Updated on December 18, 2012

Since 1928, Calaveras County, California has faithfully held an annual frog-jumping contest.

In 1990 however, an astonishing creature was the basis behind a huge local controversy.

With a headline that read, Frog Jump Contest in Crisis Over Extra-Large Leapers, Mark A. Stein, reported in January 9, 1990,

"Jumpin' jiminy! Can it be? Is someone really trying to slip a ringer into the celebrated jumping frog contest of Calaveras County? Contest organizers said Monday that a Seattle man, a professional importer of exotic animals, has created a "superfrog crisis" by trying to enter three eight-pound Goliath frogs in the whimsical contest made famous by Mark Twain. "It would be like racing draft horses against Thoroughbreds," complained Diane Baumann of the 39th District Agricultural Assn."

Frog Jumping Contest and Rules.

While most of the frogs entered were of the California bullfrogs species - which rarely weigh more than a pound [0.5 kg] - an exotic animal importer tried to enter his own frogs in the contest: Goliath frogs from West Africa that weighed as much as 12 pounds [7 kg] and extended as far as 3 feet [1 m]in length.

Contest organizers protested and moved to block Goliath frogs from entering for five reasons:

  1. Organizers felt that the Goliath frogs might eat the smaller frogs.
  2. The Goliath frogs were too large for the jump-start padded area.
  3. Organizers felt that some Goliath frogs might jump out of the 35-foot-deep [11 m] staging arena and strike an onlooker.
  4. The current record of 21.5 feet [6.5 m], which was taken in three hops by other frogs; could be achieved by the Goliath frogs in a single jump.
  5. Tradition - traditionally, common California bullfrogs were the standard competitors.

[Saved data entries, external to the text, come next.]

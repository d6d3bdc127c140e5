use ratatui::Frame;
use ratatui::layout::{Constraint, Layout, Rect};
use ratatui::style::{Modifier, Style};
use ratatui::text::{Line, Span};
use ratatui::widgets::{Block, Borders, List, ListItem, ListState, Paragraph};

use crate::app::App;

/// Render the file picker screen into the given area.
pub fn render_in(f: &mut Frame, app: &App, area: Rect) {
    let theme = &app.theme;
    let picker = &app.file_picker;

    let [header_area, dir_area, list_area, summary_area, message_area, footer_area] =
        Layout::vertical([
            Constraint::Length(1), // header
            Constraint::Length(1), // current dir
            Constraint::Min(5),    // file list
            Constraint::Length(3), // selected summary
            Constraint::Length(1), // rejection message
            Constraint::Length(1), // footer
        ])
        .areas(area);

    let header = Line::from(vec![
        Span::styled(" Files ", theme.header_style()),
        Span::styled(
            " > Select PDFs to open",
            Style::default().fg(theme.text).add_modifier(Modifier::BOLD),
        ),
    ]);
    f.render_widget(Paragraph::new(header), header_area);

    let dir_line = Line::from(vec![
        Span::styled(" \u{1F4C1} ", Style::default().fg(theme.active)),
        Span::styled(
            picker.current_dir.display().to_string(),
            Style::default().fg(theme.dim),
        ),
    ]);
    f.render_widget(Paragraph::new(dir_line), dir_area);

    // File list
    let visible_height = list_area.height.saturating_sub(2) as usize; // borders
    let scroll_offset = if picker.cursor >= visible_height {
        picker.cursor - visible_height + 1
    } else {
        0
    };

    let items: Vec<ListItem> = picker
        .entries
        .iter()
        .skip(scroll_offset)
        .take(visible_height)
        .map(|entry| {
            let (icon, style) = if entry.is_dir {
                ("\u{1F4C1} ", Style::default().fg(theme.active))
            } else if entry.is_pdf {
                if picker.is_selected(&entry.path) {
                    (
                        "\u{2713} ",
                        Style::default().fg(theme.ok).add_modifier(Modifier::BOLD),
                    )
                } else {
                    ("\u{1F4C4} ", Style::default().fg(theme.text))
                }
            } else {
                ("  ", Style::default().fg(theme.dim))
            };
            ListItem::new(Line::from(vec![
                Span::styled(icon, style),
                Span::styled(&entry.name, style),
            ]))
        })
        .collect();

    let list = List::new(items)
        .block(
            Block::default()
                .borders(Borders::ALL)
                .border_style(theme.border_style())
                .title(" Files "),
        )
        .highlight_style(theme.highlight_style());

    let mut state = ListState::default();
    state.select(Some(picker.cursor.saturating_sub(scroll_offset)));
    f.render_stateful_widget(list, list_area, &mut state);

    let selected_count = picker.selected.len();
    let summary_lines = if selected_count == 0 {
        vec![
            Line::from(Span::styled(
                "  No files selected",
                Style::default().fg(theme.dim),
            )),
            Line::from(Span::styled(
                "  Space marks a PDF, Enter opens one directly",
                Style::default().fg(theme.dim),
            )),
        ]
    } else {
        let names: Vec<String> = picker
            .selected
            .iter()
            .map(|p| {
                p.file_name()
                    .map(|n| n.to_string_lossy().to_string())
                    .unwrap_or_else(|| p.display().to_string())
            })
            .collect();
        vec![
            Line::from(Span::styled(
                format!(
                    "  {} file{} selected: ",
                    selected_count,
                    if selected_count == 1 { "" } else { "s" }
                ),
                Style::default().fg(theme.ok).add_modifier(Modifier::BOLD),
            )),
            Line::from(Span::styled(
                format!("  {}", names.join(", ")),
                Style::default().fg(theme.text),
            )),
        ]
    };
    let summary = Paragraph::new(summary_lines).block(
        Block::default()
            .borders(Borders::TOP)
            .border_style(theme.border_style()),
    );
    f.render_widget(summary, summary_area);

    if let Some(msg) = &picker.message {
        let line = Line::from(Span::styled(
            format!(" \u{2717} {msg}"),
            Style::default().fg(theme.error),
        ));
        f.render_widget(Paragraph::new(line), message_area);
    }

    let footer = Line::from(Span::styled(
        " j/k:navigate  Space:mark  Enter:open file/dir  Esc:open marked & back  ?:help  q:quit",
        theme.footer_style(),
    ));
    f.render_widget(Paragraph::new(footer), footer_area);
}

With a little research, it's no surprise why this behemoth of an amphibian made such waves.

Known as the world's largest frog, the Conraua goliath or Goliath frog, resides along the banks, streams, rivers, and waterfalls of West Africa.

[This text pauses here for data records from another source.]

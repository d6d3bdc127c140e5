use std::path::{Path, PathBuf};
use std::time::Duration;

use serde::{Deserialize, Serialize};

use crate::{Config, CoreError, StorageBackend};

/// On-disk TOML configuration structure.
/// All fields are optional so partial configs work (merge with defaults).
#[derive(Debug, Clone, Default, Serialize, Deserialize)]
pub struct ConfigFile {
    pub endpoint: Option<EndpointConfig>,
    pub storage: Option<StorageConfig>,
    pub display: Option<DisplayConfig>,
}

#[derive(Debug, Clone, Default, Serialize, Deserialize)]
pub struct EndpointConfig {
    pub url: Option<String>,
    pub timeout_secs: Option<u64>,
}

#[derive(Debug, Clone, Default, Serialize, Deserialize)]
pub struct StorageConfig {
    /// `local`, `http`, `memory` or `none`.
    pub backend: Option<String>,
    pub local_dir: Option<String>,
    pub base_url: Option<String>,
}

#[derive(Debug, Clone, Default, Serialize, Deserialize)]
pub struct DisplayConfig {
    pub theme: Option<String>,
}

/// Platform config directory path: `<config_dir>/docqa/config.toml`.
pub fn config_path() -> Option<PathBuf> {
    dirs::config_dir().map(|d| d.join("docqa").join("config.toml"))
}

/// Load config by cascading CWD `.docqa.toml` over platform config.
/// CWD values override platform values.
pub fn load_config() -> ConfigFile {
    let platform = config_path().and_then(|p| load_from_path(&p));
    let cwd = load_from_path(Path::new(".docqa.toml"));

    match (platform, cwd) {
        (None, None) => ConfigFile::default(),
        (Some(p), None) => p,
        (None, Some(c)) => c,
        (Some(p), Some(c)) => merge(p, c),
    }
}

pub fn load_from_path(path: &Path) -> Option<ConfigFile> {
    let content = std::fs::read_to_string(path).ok()?;
    match toml::from_str(&content) {
        Ok(cfg) => Some(cfg),
        Err(e) => {
            tracing::warn!(path = %path.display(), error = %e, "ignoring malformed config file");
            None
        }
    }
}

/// Merge two configs: `overlay` values take precedence over `base`.
pub fn merge(base: ConfigFile, overlay: ConfigFile) -> ConfigFile {
    let be = base.endpoint.unwrap_or_default();
    let oe = overlay.endpoint.unwrap_or_default();
    let bs = base.storage.unwrap_or_default();
    let os = overlay.storage.unwrap_or_default();
    let bd = base.display.unwrap_or_default();
    let od = overlay.display.unwrap_or_default();

    ConfigFile {
        endpoint: Some(EndpointConfig {
            url: oe.url.or(be.url),
            timeout_secs: oe.timeout_secs.or(be.timeout_secs),
        }),
        storage: Some(StorageConfig {
            backend: os.backend.or(bs.backend),
            local_dir: os.local_dir.or(bs.local_dir),
            base_url: os.base_url.or(bs.base_url),
        }),
        display: Some(DisplayConfig {
            theme: od.theme.or(bd.theme),
        }),
    }
}

/// Save the config to the platform config directory.
pub fn save_config(config: &ConfigFile) -> Result<PathBuf, CoreError> {
    let path = config_path()
        .ok_or_else(|| CoreError::Config("could not determine config directory".into()))?;
    save_to_path(config, &path)?;
    Ok(path)
}

pub fn save_to_path(config: &ConfigFile, path: &Path) -> Result<(), CoreError> {
    if let Some(parent) = path.parent() {
        std::fs::create_dir_all(parent)
            .map_err(|e| CoreError::Config(format!("failed to create config directory: {e}")))?;
    }
    let content = toml::to_string_pretty(config)
        .map_err(|e| CoreError::Config(format!("failed to serialize config: {e}")))?;
    std::fs::write(path, content)
        .map_err(|e| CoreError::Config(format!("failed to write config: {e}")))?;
    Ok(())
}

/// Parse a storage backend name plus its parameters.
pub fn parse_storage(
    backend: &str,
    local_dir: Option<&str>,
    base_url: Option<&str>,
) -> Result<StorageBackend, CoreError> {
    match backend.trim().to_ascii_lowercase().as_str() {
        "local" => Ok(match local_dir.filter(|d| !d.is_empty()) {
            Some(dir) => StorageBackend::Local(PathBuf::from(dir)),
            None => StorageBackend::default_local(),
        }),
        "http" => base_url
            .filter(|u| !u.is_empty())
            .map(|u| StorageBackend::Http(u.to_string()))
            .ok_or_else(|| CoreError::Config("storage backend `http` needs a base_url".into())),
        "memory" => Ok(StorageBackend::Memory),
        "none" | "off" | "disabled" => Ok(StorageBackend::Disabled),
        other => Err(CoreError::Config(format!(
            "unknown storage backend `{other}` (expected local, http, memory or none)"
        ))),
    }
}

/// Fill `config` from the file. Only values present in the file are applied.
pub fn apply_to_config(file_cfg: &ConfigFile, config: &mut Config) -> Result<(), CoreError> {
    if let Some(ep) = &file_cfg.endpoint {
        if let Some(url) = ep.url.as_deref().filter(|u| !u.is_empty()) {
            config.endpoint_url = url.to_string();
        }
        if let Some(secs) = ep.timeout_secs {
            config.request_timeout = Duration::from_secs(secs.max(1));
        }
    }
    if let Some(st) = &file_cfg.storage {
        let local_dir = st.local_dir.as_deref();
        let base_url = st.base_url.as_deref();
        match st.backend.as_deref() {
            Some(backend) => config.storage = parse_storage(backend, local_dir, base_url)?,
            // A directory alone still means local storage.
            None => {
                if let Some(dir) = local_dir.filter(|d| !d.is_empty()) {
                    config.storage = StorageBackend::Local(PathBuf::from(dir));
                }
            }
        }
    }
    if let Some(theme) = file_cfg
        .display
        .as_ref()
        .and_then(|d| d.theme.as_deref())
        .filter(|t| !t.is_empty())
    {
        config.theme = theme.to_string();
    }
    Ok(())
}

/// Override `config` from `DOCQA_*` environment variables.
pub fn apply_env(config: &mut Config) -> Result<(), CoreError> {
    apply_env_with(config, |k| std::env::var(k).ok())
}

pub(crate) fn apply_env_with(
    config: &mut Config,
    var: impl Fn(&str) -> Option<String>,
) -> Result<(), CoreError> {
    if let Some(url) = var("DOCQA_ENDPOINT").filter(|v| !v.is_empty()) {
        config.endpoint_url = url;
    }
    if let Some(secs) = var("DOCQA_TIMEOUT") {
        let secs: u64 = secs
            .trim()
            .parse()
            .map_err(|_| CoreError::Config(format!("DOCQA_TIMEOUT must be seconds, got `{secs}`")))?;
        config.request_timeout = Duration::from_secs(secs.max(1));
    }
    let dir = var("DOCQA_STORAGE_DIR");
    let url = var("DOCQA_STORAGE_URL");
    if let Some(backend) = var("DOCQA_STORAGE") {
        config.storage = parse_storage(&backend, dir.as_deref(), url.as_deref())?;
    } else if let Some(dir) = dir.filter(|d| !d.is_empty()) {
        config.storage = StorageBackend::Local(PathBuf::from(dir));
    } else if let Some(url) = url.filter(|u| !u.is_empty()) {
        config.storage = StorageBackend::Http(url);
    }
    Ok(())
}

/// Convert the effective config into a `ConfigFile` for saving.
pub fn from_config(config: &Config) -> ConfigFile {
    let (local_dir, base_url) = match &config.storage {
        StorageBackend::Local(dir) => (Some(dir.display().to_string()), None),
        StorageBackend::Http(url) => (None, Some(url.clone())),
        StorageBackend::Memory | StorageBackend::Disabled => (None, None),
    };
    ConfigFile {
        endpoint: Some(EndpointConfig {
            url: Some(config.endpoint_url.clone()),
            timeout_secs: Some(config.request_timeout.as_secs()),
        }),
        storage: Some(StorageConfig {
            backend: Some(config.storage.label().to_string()),
            local_dir,
            base_url,
        }),
        display: Some(DisplayConfig {
            theme: Some(config.theme.clone()),
        }),
    }
}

According to the IUCN Red List of Threatened Species, this massive "frog is known only from south-western Cameroon from the region of Nkongsamba, and south to Monte Alen in mainland Equatorial Guinea."

Weighing in at seven pounds [3 kg] or more, and measuring in at three feet [0.9 m] long from head to toe, these amazing creatures are truly fascinating.

Much is not known about this elusive behemoth, nevertheless here are a few facts you may find interesting about this astonishing creature:

  1. Some Goliath frog specimens have been found to weigh as much as a small cat!
  2. The powerful legs of the Goliath frog can propel it ten feet [3 m] in one gigantic leap.
  3. The Goliath frog is extremely elusive. They tend to be the most active at night - sitting on rocks and hunting for animals such as crabs, insects, as well as other frogs.
  4. There are only two zoos in the United States that shelter Goliath frogs.
  5. Goliath frogs fail to thrive in captivity and according to Amazing Amphibians on the Animal Planet, they do not breed in captivity.
  6. Goliath frogs are extremely skilled swimmers - why wouldn't they be? Just check out the size of their feet in the above video.
  7. African scholars have started to do more research on Goliath frogs for medical purposes.
  8. Due to its lack of a vocal sac, Goliath frogs are not as "vocal" as one may think - actually they are mute.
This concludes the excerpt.